I’m still waiting for someone from the Tea Party to call me up and say they’ve followed through on their firm belief that government health care is socialism by taking away their parents’ Medicare cards and taking over all their expenses.:
1. Abolish Political Parties
2. Restore a balance of power between Federal & State Governments.
3. Withdraw from the United Nations
4. Abolish Departments of Education, Labor, Health and Human Services, Housing and Urban Development
5. Eliminate Environmental Protection Agency
6. Forbid Government Employees higher pay, better benefits or greater rights than comparable employees in the private sector(comparable to be determined by other than government employees or their representives).
7. Term Limits
8. Redistricting done by non-governmental/non-political committees.
9. Institute Tort Reform
10. Randomly Execute .5% of practicing lawyers per year (Washington D.C. & NYC 1%) (10. Is to see if you’re paying attention)
And my responses:
1 — Political parties are not in the Constitution, they evolved after George Washington, the first and only president everyone agreed on, left office and a system of selecting among candidates was needed. Parties are a direct off-shoot of the 1st Amendment as well, so doing away with them would be not only unconstutional but a pragmatic impossibility.
2 — Not sure what this means, and I doubt anyone else does either. The states and federal governments have had shifting raltionships for 240 years, and much of what is called an imbalance now is really dissatisfaction with some aspect of policy, not power. Health care is called overreach, but I don’t see the states rejecting highway funds, for example.
3 — Withdrawing from the UN would make the US more isolationist, less able to control our fate around the world. The days of Teddy Roosevelt’s “big stick” and great white fleet are long gone.
4– All those federal departments were formed to meet specific needs that are responsible for the way our nation functions today. Do away with those departments, the problems they prevent or mitigate will come back. People who say “local can do that job better” forget that, before national departments were formed to work on health, education and all the rest, local governments were in charge of them, and we had a mal-functioning mish-mash, to the detriment of the country as a whole.
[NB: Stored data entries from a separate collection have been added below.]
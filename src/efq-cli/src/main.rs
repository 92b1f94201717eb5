use std::process;

use anyhow::{Context, Result};
use efq_cli::cli::{parse_args, Commands, ConfigCommands};
use efq_cli::config::{create_default_config_file, Config};
use efq_cli::Executor;
use efq_core::BlockConfig;
use efq_shared::params;

fn main() {
    if std::env::args().any(|arg| arg == "--version" || arg == "-V") {
        print_version();
        return;
    }

    match run() {
        Ok(true) => {}
        // A backend failed; the placeholder has been printed
        Ok(false) => process::exit(2),
        Err(e) => {
            eprintln!("Error: {e:#}");
            process::exit(1);
        }
    }
}

fn print_version() {
    let version = env!("CARGO_PKG_VERSION");
    let git_hash = option_env!("GIT_HASH").unwrap_or("unknown");
    let build_date = option_env!("BUILD_DATE").unwrap_or("unknown");
    let rustc_version = option_env!("RUSTC_VERSION").unwrap_or("unknown");

    println!("efq {version}");
    println!("commit: {git_hash}");
    println!("built: {build_date}");
    println!("rustc: {rustc_version}");
}

fn setup_logging(config: &Config) {
    let log_level = match config.debug.verbosity {
        0 => log::LevelFilter::Warn,
        1 => log::LevelFilter::Info,
        2 => log::LevelFilter::Debug,
        _ => log::LevelFilter::Trace,
    };

    env_logger::Builder::new().filter_level(log_level).init();
}

/// Run the command line; `Ok(false)` when a response reported a failure
fn run() -> Result<bool> {
    let cli = parse_args();

    let mut config = Config::load(cli.config.as_deref())?;
    config.apply_cli(&cli);
    setup_logging(&config);
    config.validate()?;

    let executor = Executor::new(config);
    let output = executor.output();

    match cli.command {
        Commands::Query {
            params: pairs,
            data,
            batch,
            ids_only,
        } => {
            let store = executor.load_store(&executor.records_path(data)?)?;
            let outcome = match batch {
                Some(path) => executor.batch(&store, &path)?,
                None if ids_only => executor.ids(&store, &params(pairs))?,
                None => executor.query(&store, &params(pairs))?,
            };
            output.write_to_stdout(&outcome.value)?;
            Ok(!outcome.failed)
        }
        Commands::Block {
            content_type,
            view_mode,
            data,
        } => {
            let store = executor.load_store(&executor.records_path(data)?)?;
            let outcome = executor.block(
                &store,
                &BlockConfig {
                    content_type,
                    view_mode,
                },
            )?;
            output.write_to_stdout(&outcome.value)?;
            Ok(!outcome.failed)
        }
        Commands::Parse { params: pairs } => {
            output.write_to_stdout(&executor.parse(&params(pairs))?)?;
            Ok(true)
        }
        Commands::Pager { spec, total } => {
            output.write_to_stdout(&executor.pager(&spec, total)?)?;
            Ok(true)
        }
        Commands::Config { command } => match command {
            ConfigCommands::Show => {
                print!("{}", executor.config().to_toml()?);
                Ok(true)
            }
            ConfigCommands::Init { path, force } => {
                create_default_config_file(&path, force)
                    .with_context(|| format!("Failed to initialise {}", path.display()))?;
                println!("Created configuration file: {}", path.display());
                Ok(true)
            }
        },
    }
}
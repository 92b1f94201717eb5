//! efq-shared: Shared types and utilities for efq crates
//!
//! This crate contains the small set of types every efq crate agrees on:
//! the ordered request parameter map, the common `Result` alias and a few
//! string helpers used by the parsers and the dispatcher.

#![warn(missing_docs)]
#![warn(clippy::all)]
#![allow(
    clippy::missing_errors_doc,
    clippy::module_name_repetitions,
    clippy::must_use_candidate,
    clippy::doc_markdown
)]

use indexmap::IndexMap;
use sha2::{Digest, Sha256};

/// Result type alias for efq front-end operations
pub type Result<T> = anyhow::Result<T>;

/// Version information
pub const VERSION: &str = env!("CARGO_PKG_VERSION");

/// Flat key to DSL-string map, as posted by a client or stored in a block
/// configuration. Insertion order is preserved.
pub type Params = IndexMap<String, String>;

/// Build a [`Params`] map from key-value pairs
pub fn params<K, V, I>(pairs: I) -> Params
where
    I: IntoIterator<Item = (K, V)>,
    K: Into<String>,
    V: Into<String>,
{
    pairs
        .into_iter()
        .map(|(k, v)| (k.into(), v.into()))
        .collect()
}

/// Stable hex digest of a parameter map.
///
/// Keys are sorted before hashing so two maps with the same entries produce
/// the same digest regardless of insertion order.
pub fn stable_hash(params: &Params) -> String {
    let mut entries: Vec<(&String, &String)> = params.iter().collect();
    entries.sort();

    let mut hasher = Sha256::new();
    for (key, value) in entries {
        hasher.update(key.as_bytes());
        hasher.update([0x1f]);
        hasher.update(value.as_bytes());
        hasher.update([0x1e]);
    }
    format!("{:x}", hasher.finalize())
}

/// Common utility functions
pub mod utils {
    /// Check if a string is empty or whitespace-only
    #[must_use]
    pub fn is_blank(s: &str) -> bool {
        s.trim().is_empty()
    }

    /// Split `input` on `delimiter`, dropping empty pieces
    pub fn split_non_empty<'a>(input: &'a str, delimiter: &'a str) -> impl Iterator<Item = &'a str> {
        input.split(delimiter).filter(|piece| !piece.is_empty())
    }
}

#[cfg(test)]
mod tests {
    use super::*;
    use pretty_assertions::assert_eq;

    #[test]
    fn test_stable_hash_ignores_insertion_order() {
        let a = params([("paged", "1-10"), ("content_type", "article")]);
        let b = params([("content_type", "article"), ("paged", "1-10")]);
        assert_eq!(stable_hash(&a), stable_hash(&b));
    }

    #[test]
    fn test_stable_hash_distinguishes_values() {
        let a = params([("paged", "1-10")]);
        let b = params([("paged", "2-10")]);
        assert_ne!(stable_hash(&a), stable_hash(&b));
    }

    #[test]
    fn test_stable_hash_does_not_merge_boundaries() {
        let a = params([("ab", "c")]);
        let b = params([("a", "bc")]);
        assert_ne!(stable_hash(&a), stable_hash(&b));
    }

    #[test]
    fn test_split_non_empty() {
        let pieces: Vec<&str> = utils::split_non_empty("10--11-", "-").collect();
        assert_eq!(pieces, vec!["10", "11"]);
        assert!(utils::is_blank("  \t"));
    }
}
For a look at what the US food industry looked like before the US Dept. of Health, for example, read Upton Sinclair’s “The Jungle.” Yuk.
5 — The EPA was formed because corporations were using the nation’s air and water as a toilet, and would quickly do so again if the EPA went away. People who say otherwise, claiming corporations have a financial interest in being good corporate citizens who clean the air and water out of the goodness of their hearts, haven’t been outside lately.
6 – Government employees already tend to be paid less than private industry, and are already subject to the same laws as the rest of us. They’re getting no pay raises this year, for example.
7 – There are days I like Term Limits, mostly out of frustration with Utah’s tendency to keep electing the same bozos term after term just because they’re Republican. However, people have the right to be represented by who they want.
8. Redistricting by non-political groups is a great idea.
9. Tort reform gets talked about a lot, and if there really are abuses they need to be reigned in, but one man’s abuse is another man’s horrible wrong that needs to be righted. Tort Reform tends to be code for “keep big corporations from being sued by little guys.” Most of the examples of abusive or silly lawsuits that you hear about — burglars who sue because they cut their hand breaking into someone’s house – turn out to be urban myths.
10 — Nobody likes lawyers, but everyone has one.